Business Standard

Moratorium on term loans may hurt biz

- SUBRATA PANDA & ABHIJIT LELE With inputs from T E Narasimhan

The moratorium granted by the Reserve Bank of India (RBI), both on term and working capital loans, to provide a helping hand to corporates and customers struggling with inadequate liquidity, may become a cause for concern for them later.

Under the RBI scheme, there is a three-month moratorium on the interest payment on working capital loans.

So, after the end of three months, the deferred interest (of three months) will be collected immediatel­y after the moratorium ends. Hence, corporates may end up paying four months interest on their loans together.

This could come as a blow to companies, given the current situation. C S Setty, MD at SBI, told the media on Wednesday that if anyone is unable to pay the amount after the moratorium period, it will not immediatel­y impact the asset quality though the account will become special mention account 1 (SMA 1).

Even if they delay the payment by another 60 days, it will be a SMA 2 account and not a non-performing asset.

SMA 2 accounts are those where repayment has been delayed by between 61 and 90 days. If an account sees repayments delayed by 90 days, it turns into an NPA.

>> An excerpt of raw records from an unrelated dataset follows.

#[cfg(test)]
mod tests {
    use super::*;
    use tempfile::TempDir;

    fn utf8_temp() -> (TempDir, Utf8PathBuf) {
        let temp = TempDir::new().unwrap();
        let root = Utf8PathBuf::try_from(temp.path().to_path_buf()).unwrap();
        (temp, root)
    }

    fn run_single(addons: Vec<Utf8PathBuf>, options: MergeOptions) -> WorkerResult {
        let assignment = WorkAssignment {
            worker_id: 1,
            addons,
        };
        MergeWorker::new(assignment, Arc::new(options)).run()
    }

    #[test]
    fn test_addon_destination_per_layout() {
        let nested = MergeOptions::new("/out");
        let flat = MergeOptions::new("/out").with_layout(OutputLayout::Flatten);
        let addon = Utf8Path::new("/addons/wire");

        assert_eq!(
            addon_destination(addon, &nested),
            Some(Utf8PathBuf::from("/out/wire"))
        );
        assert_eq!(
            addon_destination(addon, &flat),
            Some(Utf8PathBuf::from("/out"))
        );
    }

    #[test]
    fn test_copy_new_refuses_existing_destination() {
        let (_temp, root) = utf8_temp();
        let source = root.join("src.txt");
        let destination = root.join("dst.txt");
        fs::write(&source, b"new").unwrap();
        fs::write(&destination, b"old").unwrap();

        let err = copy_new(&source, &destination).unwrap_err();

        assert_eq!(err.kind(), io::ErrorKind::AlreadyExists);
        assert_eq!(fs::read(&destination).unwrap(), b"old");
    }

    #[test]
    fn test_copy_new_copies_bytes() {
        let (_temp, root) = utf8_temp();
        let source = root.join("src.bin");
        let destination = root.join("dst.bin");
        fs::write(&source, [0u8, 1, 2, 255]).unwrap();

        let bytes = copy_new(&source, &destination).unwrap();

        assert_eq!(bytes, 4);
        assert_eq!(fs::read(&destination).unwrap(), vec![0u8, 1, 2, 255]);
    }

    #[test]
    fn test_missing_source_is_an_error_not_a_conflict() {
        let (_temp, root) = utf8_temp();
        let addon = root.join("addon");
        fs::create_dir(&addon).unwrap();
        let mut sink = MergeSink::new(1, None);

        copy_file(&addon.join("gone.txt"), &root.join("gone.txt"), false, &mut sink);

        assert!(sink.result.conflicts.is_empty());
        assert_eq!(sink.result.errors.len(), 1);
        assert_eq!(sink.result.stats.errors, 1);
    }

    #[test]
    fn test_worker_counts_directories_and_bytes() {
        let (_temp, root) = utf8_temp();
        let addon = root.join("addons").join("wire");
        fs::create_dir_all(addon.join("lua").join("entities")).unwrap();
        fs::write(addon.join("addon.json"), b"{}").unwrap();
        fs::write(addon.join("lua").join("entities").join("gate.lua"), b"print(1)").unwrap();

        let result = run_single(vec![addon], MergeOptions::new(root.join("out")));

        assert_eq!(result.status, WorkerStatus::Completed);
        assert_eq!(result.stats.addons_merged, 1);
        assert_eq!(result.stats.files_copied, 2);
        assert_eq!(result.stats.bytes_copied, 10);
        assert_eq!(result.stats.directories_visited, 3);
        assert!(root.join("out/wire/lua/entities/gate.lua").is_file());
    }

    #[test]
    fn test_unreachable_output_root_is_fatal() {
        let (_temp, root) = utf8_temp();
        let blocker = root.join("not_a_dir");
        fs::write(&blocker, b"file in the way").unwrap();
        let addon = root.join("addon");
        fs::create_dir(&addon).unwrap();
        fs::write(addon.join("a.txt"), b"a").unwrap();

        let result = run_single(vec![addon], MergeOptions::new(blocker.join("out")));

        assert!(result.status.is_failed());
        assert!(result.errors.is_empty());
        assert_eq!(result.stats.addons_merged, 0);
    }

    #[test]
    fn test_output_inside_addon_is_not_copied_into_itself() {
        let (_temp, root) = utf8_temp();
        let addon = root.join("addon");
        fs::create_dir(&addon).unwrap();
        fs::write(addon.join("a.txt"), b"a").unwrap();
        let output = addon.join("merged");

        let result = run_single(vec![addon], MergeOptions::new(output.clone()));

        assert_eq!(result.status, WorkerStatus::Completed);
        assert!(output.join("addon").join("a.txt").is_file());
        assert!(!output.join("addon").join("merged").exists());
        assert_eq!(result.errors.len(), 1);
    }

    #[cfg(unix)]
    #[test]
    fn test_symlink_cycle_terminates() {
        let (_temp, root) = utf8_temp();
        let addon = root.join("addon");
        fs::create_dir_all(addon.join("sub")).unwrap();
        fs::write(addon.join("sub").join("b.txt"), b"b").unwrap();
        std::os::unix::fs::symlink(&addon, addon.join("sub").join("loop")).unwrap();

        let result = run_single(vec![addon], MergeOptions::new(root.join("out")));

        assert_eq!(result.status, WorkerStatus::Completed);
        assert!(root.join("out/addon/sub/b.txt").is_file());
        assert_eq!(result.errors.len(), 1);
        assert!(result.errors[0].message.contains("already visited"));
        assert!(!root.join("out/addon/sub/loop").exists());
    }

    #[cfg(unix)]
    #[test]
    fn test_fifo_is_skipped_not_opened() {
        let (_temp, root) = utf8_temp();
        let addon = root.join("addon");
        fs::create_dir(&addon).unwrap();
        fs::write(addon.join("x.txt"), b"x").unwrap();
        let status = std::process::Command::new("mkfifo")
            .arg(addon.join("pipe").as_str())
            .status()
            .unwrap();
        assert!(status.success());

        let result = run_single(vec![addon.clone()], MergeOptions::new(root.join("out")));

        assert_eq!(result.status, WorkerStatus::Completed);
        assert_eq!(result.stats.files_copied, 1);
        assert_eq!(result.errors.len(), 1);
        assert_eq!(result.errors[0].path, addon.join("pipe"));
        assert!(result.errors[0].message.contains("Not a regular file"));
        assert!(!root.join("out/addon/pipe").exists());
    }

    #[test]
    fn test_copy_replace_overwrites_whole_file() {
        let (_temp, root) = utf8_temp();
        let source = root.join("src.txt");
        let destination = root.join("dst.txt");
        fs::write(&source, b"new").unwrap();
        fs::write(&destination, b"a much longer old file").unwrap();

        let bytes = copy_replace(&source, &destination).unwrap();

        assert_eq!(bytes, 3);
        assert_eq!(fs::read(&destination).unwrap(), b"new");
        // Only the two files remain, no staging leftovers
        assert_eq!(fs::read_dir(&root).unwrap().count(), 2);
    }
}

Setty said businesses may face difficulty in paying four months interest immediatel­y after the end of moratorium. “We may speak to the Indian Banks’ Associatio­n and get clarificat­ion from the RBI if such loans can be restructur­ed.” Similarly, those who opt for moratorium may end up paying more. Any deferment of interest by borrowers under the scheme will add to the total cost paid by the borrowers, Shetty said.

If customers have the ability to pay the EMIS, then they should shy away from availing the scheme because the cost will add up, he added.

“Unpaid interest amount on your loan account during this period will be capitalise­d, that is, added to your outstandin­g principal amount. To keep your instalment at the current level, the tenor of your loan will be enhanced accordingl­y. As a result, while your EMI amount will remain same, the amount of interest cost on your loan will increase due to extension of the remaining tenor,” Bajaj Finserv said in a note to its customer.

SBI has also extended the timeline for payment of settlement amount under the onetime settlement (OTS) scheme by three months. Also, in keeping with the RBI’S moratorium of repayments, a lender will refund the EMI. If it has already been debited for March, it will be refunded.

“The scheme is for everyone and the customer has to just send an email to the bank saying they want to avail it (options),” Shetty added.

Sanjiv Chadha, MD and CEO, Bank of Baroda, said it will not raise demand on the customer. They have the option to discontinu­e the standard instructio­n (for deduction of EMI).

If some customer wants to reverse the transactio­n for March, the bank will do it, Chadha said.

The flexibilit­y on both counts — OTS and EMI — comes in the backdrop of the current disruption in the market and the 21-day lockdown.

SBI said customers on boarded under settlement scheme SBI OTS 2019, Rin Samadhan 19-20 and General Compromise can meet payment obligation­s by June 30.

Under OTS 2019, the extension will be available only to those where the first two instalment­s of 5 per cent/15 cent and 20 per cent/25 cent have been received within the stipulated time of 30 days and 60 days, respective­ly. The balance OTS amount can be paid by June 30. The bank will not charge any interest on the amount for this extended period.

Y S Chakravart­i, MD & CEO of Shriram City Union Finance, said, “We are giving a moratorium but we suggest it is better for you to pay.”

Those who are in the manufactur­ing sector may be opting for it and it may take around three to four months for them to bounce back to normalcy. “For trading and services, which comprises majority of customers, it would be a faster recovery. I expect around 5060 per cent of our customers to go for moratorium,” he said.

Rajiv Sabharwal, MD & CEO of Tata Capital, said retail borrowers will have the option of moratorium. For large-value (corporate) clients, it will ask for extra informatio­n on how the Covid-19 and its aftermath impacted business.